My name is Marilyn Helena Kelly. I was born on February 18, 1940. I lived in a loving and nurturing home with my parents and grandparents in Milton, Massachusetts. I attended St. Agatha’s Elementary School in Milton and Archbishop Williams High School in Braintree. Being half Italian and half Irish, the house was always filled with visiting family and friends. Every Sunday was big family dinner day. I was always in the kitchen helping my mother and grandmother cook. Helping out in the kitchen made me a pretty good cook too! I loved the outdoors and I loved music! I cried for days about Buddy Holly, (The Day The Music Died). I loved to ski, play basketball and tennis, and go horseback riding. I graduated from “Archies” in the iconic year of 1957. It was shortly after my graduation that my mom and dad gave me a brand new Corvair. It was a light blue four door and I loved driving it! I would drive my dad and grandfather to the train or all the way into town every morning to go to work. My parents urged me to enroll in college right away, but I wanted to wait. I enrolled in a few classes at Boston University, and since I was always good with numbers, I went to work in a bank. I met the man I would marry at a Christmas party in 1960. When you are in love and only 20 years old, you don’t see warning signs unless they are undeniable. I didn’t want to see the warning signs. We were married on February 11, 1961 at St. Agatha’s Church in Milton. We were on our way to our life together. Shortly after we were married, I became pregnant with my daughter, Jo’Anne. Physical abuse continued through my pregnancy. Jo’Anne was born on November 30, 1961. Once my husband turned the abuse onto our baby Jo’Anne, I left for good! Jo’Anne and I went home to live with my parents and grandparents. I got a restraining order and filed for divorce. I tried to put the pieces of my life back together and began to take classes at BU again. In the spring of 1962, I started a new job at the Federal Reserve Bank in Boston. On July 10, 1962, I finally agreed to meet him after he haunted me with phone calls in my new job all day. That was my mistake. My husband confessed to my murder later that evening. He took me away from my daughter before she was a year old.

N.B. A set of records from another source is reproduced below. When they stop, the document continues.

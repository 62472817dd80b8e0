//! Station records, geographic projection and grid snapping.

// Projected coordinates are rounded onto the i32 grid
#![allow(clippy::cast_possible_truncation)]

use std::collections::BTreeSet;

use serde::{Deserialize, Serialize};

use super::coord::GridPos;

/// Ring radius at which the free-cell search gives up.
pub const SEARCH_RADIUS: i32 = 100;

const fn default_population() -> u64 {
    100_000
}

const fn default_level() -> u8 {
    3
}

/// A station as loaded from the host's station list.
#[derive(Debug, Clone, PartialEq, Serialize, Deserialize)]
pub struct Station {
    /// Display name.
    pub name: String,
    /// Latitude in degrees.
    pub lat: f64,
    /// Longitude in degrees.
    pub lng: f64,
    /// Population; larger stations claim grid cells first.
    #[serde(default = "default_population")]
    pub population: u64,
    /// Size class; 1 and 2 are stations, larger values are cities.
    #[serde(default = "default_level")]
    pub level: u8,
}

impl Station {
    /// A station with default population and level.
    #[must_use]
    pub fn new(name: impl Into<String>, lat: f64, lng: f64) -> Self {
        Self {
            name: name.into(),
            lat,
            lng,
            population: default_population(),
            level: default_level(),
        }
    }

    /// Set the population.
    #[must_use]
    pub fn with_population(mut self, population: u64) -> Self {
        self.population = population;
        self
    }

    /// Set the size class.
    #[must_use]
    pub fn with_level(mut self, level: u8) -> Self {
        self.level = level;
        self
    }
}

/// Equirectangular projection centred on a station set's bounding box.
#[derive(Debug, Clone, Copy, PartialEq, Serialize)]
pub struct Projection {
    /// Latitude of the centre.
    pub center_lat: f64,
    /// Longitude of the centre.
    pub center_lng: f64,
    /// Grid units per degree.
    pub scale: f64,
}

impl Projection {
    /// Centre on the midpoint of the stations' bounding box.
    ///
    /// An empty list centres on (0, 0).
    #[must_use]
    pub fn fit(stations: &[Station], scale: f64) -> Self {
        if stations.is_empty() {
            return Self {
                center_lat: 0.0,
                center_lng: 0.0,
                scale,
            };
        }
        let (mut min_lat, mut max_lat) = (f64::INFINITY, f64::NEG_INFINITY);
        let (mut min_lng, mut max_lng) = (f64::INFINITY, f64::NEG_INFINITY);
        for s in stations {
            min_lat = min_lat.min(s.lat);
            max_lat = max_lat.max(s.lat);
            min_lng = min_lng.min(s.lng);
            max_lng = max_lng.max(s.lng);
        }
        Self {
            center_lat: (min_lat + max_lat) / 2.0,
            center_lng: (min_lng + max_lng) / 2.0,
            scale,
        }
    }

    /// World-space `(x, z)` of a point. North is negative `z`.
    #[must_use]
    pub fn project(&self, lat: f64, lng: f64) -> (f64, f64) {
        ((lng - self.center_lng) * self.scale, -(lat - self.center_lat) * self.scale)
    }

    /// Latitude and longitude of a grid cell.
    #[must_use]
    pub fn unproject(&self, pos: GridPos) -> (f64, f64) {
        (
            self.center_lat - f64::from(pos.z) / self.scale,
            self.center_lng + f64::from(pos.x) / self.scale,
        )
    }
}

/// Round half up, the way the host rounds.
fn round_half_up(v: f64) -> i32 {
    (v + 0.5).floor() as i32
}

/// Nearest even integer, with odd values rounding up.
#[must_use]
pub const fn snap_even(v: i32) -> i32 {
    v.saturating_add(v & 1)
}

/// Claims even grid cells for stations, keeping them one cell apart.
#[derive(Debug, Clone, Default)]
pub struct GridSnapper {
    occupied: BTreeSet<GridPos>,
}

impl GridSnapper {
    /// A snapper with nothing placed.
    #[must_use]
    pub fn new() -> Self {
        Self::default()
    }

    /// Even cell nearest to a world-space point.
    #[must_use]
    pub fn snap(x: f64, z: f64) -> GridPos {
        GridPos::new(snap_even(round_half_up(x)), snap_even(round_half_up(z)))
    }

    /// True if a station already holds the cell.
    #[must_use]
    pub fn is_occupied(&self, pos: GridPos) -> bool {
        self.occupied.contains(&pos)
    }

    /// Claimed cells.
    #[must_use]
    pub const fn occupied(&self) -> &BTreeSet<GridPos> {
        &self.occupied
    }

    /// Find the free even cell nearest to `pos`.
    ///
    /// `pos` is snapped first. If taken, square rings of growing radius
    /// (step 2) are scanned along their perimeter, column by column.
    /// Returns `None` if nothing is free within [`SEARCH_RADIUS`].
    #[must_use]
    pub fn find_nearest_free(&self, pos: GridPos) -> Option<GridPos> {
        let start = GridPos::new(snap_even(pos.x), snap_even(pos.z));
        if !self.is_occupied(start) {
            return Some(start);
        }
        (2..SEARCH_RADIUS).step_by(2).find_map(|radius| {
            (-radius..=radius).step_by(2).find_map(|dx| {
                (-radius..=radius)
                    .step_by(2)
                    .filter(|&dz| dx.abs() == radius || dz.abs() == radius)
                    .map(|dz| GridPos::new(start.x + dx, start.z + dz))
                    .find(|p| !self.is_occupied(*p))
            })
        })
    }

    /// Snap a world-space point, claim the nearest free cell and return it.
    pub fn place(&mut self, x: f64, z: f64) -> Option<GridPos> {
        let pos = self.find_nearest_free(Self::snap(x, z))?;
        self.occupied.insert(pos);
        Some(pos)
    }
}

#[cfg(test)]
mod tests {
    use super::*;

    #[test]
    fn test_snap_even() {
        assert_eq!(snap_even(4), 4);
        assert_eq!(snap_even(3), 4);
        assert_eq!(snap_even(-3), -2);
        assert_eq!(snap_even(0), 0);
        assert_eq!(GridSnapper::snap(2.4, -0.6), GridPos::new(2, 0));
        assert_eq!(GridSnapper::snap(2.6, -1.6), GridPos::new(4, -2));
    }

    #[test]
    fn test_collision_moves_to_first_ring() {
        let mut snapper = GridSnapper::new();
        assert_eq!(snapper.place(0.0, 0.0), Some(GridPos::new(0, 0)));
        let second = snapper.place(0.2, 0.1).unwrap();
        assert_eq!(second, GridPos::new(-2, -2));
        assert_eq!(second.x.abs().max(second.z.abs()), 2);
        let third = snapper.place(0.0, 0.0).unwrap();
        assert_eq!(third, GridPos::new(-2, 0));
    }

    #[test]
    fn test_never_returns_occupied() {
        let mut snapper = GridSnapper::new();
        for _ in 0..30 {
            let p = snapper.find_nearest_free(GridPos::new(1, 1)).unwrap();
            assert!(!snapper.is_occupied(p));
            assert_eq!(p.x % 2, 0);
            assert_eq!(p.z % 2, 0);
            snapper.occupied.insert(p);
        }
        assert_eq!(snapper.occupied().len(), 30);
    }

    #[test]
    fn test_projection_centres_bounding_box() {
        let stations = vec![
            Station::new("a", 30.0, 120.0),
            Station::new("b", 32.0, 121.0),
            Station::new("c", 31.5, 119.0),
        ];
        let proj = Projection::fit(&stations, 96.0);
        assert!((proj.center_lat - 31.0).abs() < 1e-9);
        assert!((proj.center_lng - 120.0).abs() < 1e-9);
        let (x, z) = proj.project(32.0, 121.0);
        assert!((x - 96.0).abs() < 1e-9);
        assert!((z + 96.0).abs() < 1e-9);
        let (lat, lng) = proj.unproject(GridPos::new(96, -96));
        assert!((lat - 32.0).abs() < 1e-9 && (lng - 121.0).abs() < 1e-9);
    }

    #[test]
    fn test_station_json_defaults() {
        let s: Station = serde_json::from_str(r#"{"name": "x", "lat": 1.0, "lng": 2.0}"#).unwrap();
        assert_eq!(s.population, 100_000);
        assert_eq!(s.level, 3);
    }
}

My name is Jo’Anne; I am Marilyn’s daughter. I was legally adopted by my maternal grandparents and grew up with them and my great-grandparents in the same loving and nurturing home that my mother did. My mother’s murder destroyed two families. It left a tale of tragedy that has affected generations. People talk about closure, but it does not really exist. When someone is taken from you in a horrific and violent way, there can never be closure. There is only longing for them. My mother will be 22 years old forever. I like to think of all the things that my mother and I would have done together. We would take road trips in her Corvair. We would have gone to Woodstock together, the Newport Jazz Festival together, watched the Beatles and the Rolling Stones on the Ed Sullivan Show. She never saw the Beatles. She did not live long enough to go to Woodstock. She never saw Jimi Hendrix or Janis Joplin. She missed the 1967 Impossible Dream Red Sox. It is like Marilyn and I passed like two ships in the night, and we have to find one another once the fog lifts. I know I will see her again, and I know she is my guardian angel. I love her with all my heart and soul. So I try to focus on the positives and keep on going - that is all I can do until the day we are in each other’s arms again.